EXERCISE PROMPT :: Read the lines below. Copy out any that hold the string "VeloNav".

EXTRACTED DATA ::

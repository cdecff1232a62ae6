//! BLE asset streaming engine.
//!
//! ```text
//!  GATT write ──▶ LinkEvent channel ──▶ LinkSession::on_write
//!                                          │
//!            ┌─────────────────────────────┼──────────────────────────┐
//!            ▼                             ▼                          ▼
//!     Reassembler<TileFrame>     Reassembler<TripFrame>      control commands
//!            │ RLE                         │                          │ (flags)
//!            ▼                             ▼                          ▼
//!       AssetStore ◀───────────────── AssetStore / Nav      LinkSession::tick
//!                                                                     │
//!                                           ChunkSender<IndexSource>  │
//!                                           ChunkSender<RecordingSource>
//!                                                                     ▼
//!                                                               Notifier
//! ```
//!
//! Every inbound characteristic carries its own sub-protocol; the session
//! routes writes with a `match` over [`Characteristic`].

pub mod channels;
pub mod control;
pub mod inventory;
pub mod notification;
pub mod radar;
pub mod reassembler;
pub mod recording;
pub mod rle;
pub mod sender;
pub mod session;
pub mod status;
pub mod tile;
pub mod transport;
pub mod trip;
pub mod weather;
pub mod wire;

/// 128-bit base shared by every characteristic of the VeloNav service.
/// The characteristic index goes into the low 16 bits of the first group.
pub const SERVICE_UUID: u128 = 0x7b1e_0000_5c2a_4d8e_9f31_b0a7_c5e2_d4f6;

/// GATT characteristics of the VeloNav service.
#[derive(Debug, Clone, Copy, PartialEq, Eq, Hash)]
#[repr(u8)]
pub enum Characteristic {
    Tile = 1,
    Trip = 2,
    Weather = 3,
    Radar = 4,
    Notification = 5,
    DeviceStatus = 6,
    TripControl = 7,
    RecordingControl = 8,
    TileInventory = 9,
    RecordingTransfer = 10,
}

impl Characteristic {
    pub const ALL: [Self; 10] = [
        Self::Tile,
        Self::Trip,
        Self::Weather,
        Self::Radar,
        Self::Notification,
        Self::DeviceStatus,
        Self::TripControl,
        Self::RecordingControl,
        Self::TileInventory,
        Self::RecordingTransfer,
    ];

    /// Position in [`Self::ALL`].
    pub const fn index(self) -> usize {
        self as usize - 1
    }

    pub const fn uuid(self) -> u128 {
        SERVICE_UUID | ((self as u128) << 96)
    }

    pub fn from_uuid(uuid: u128) -> Option<Self> {
        Self::ALL.into_iter().find(|c| c.uuid() == uuid)
    }

    /// Whether the phone writes to this characteristic.
    pub const fn is_inbound(self) -> bool {
        !matches!(self, Self::TileInventory | Self::RecordingTransfer)
    }

    /// Whether the device sends notifications on this characteristic.
    pub const fn notifies(self) -> bool {
        matches!(
            self,
            Self::Tile
                | Self::TripControl
                | Self::RecordingControl
                | Self::TileInventory
                | Self::RecordingTransfer
        )
    }

    pub const fn name(self) -> &'static str {
        match self {
            Self::Tile => "tile",
            Self::Trip => "trip",
            Self::Weather => "weather",
            Self::Radar => "radar",
            Self::Notification => "notification",
            Self::DeviceStatus => "status",
            Self::TripControl => "trip-ctl",
            Self::RecordingControl => "rec-ctl",
            Self::TileInventory => "inventory",
            Self::RecordingTransfer => "rec-xfer",
        }
    }
}

impl core::fmt::Display for Characteristic {
    fn fmt(&self, f: &mut core::fmt::Formatter<'_>) -> core::fmt::Result {
        f.write_str(self.name())
    }
}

PROBLEM SOLUTION ::
/// 128-bit base shared by every characteristic of the VeloNav service.
/// GATT characteristics of the VeloNav service.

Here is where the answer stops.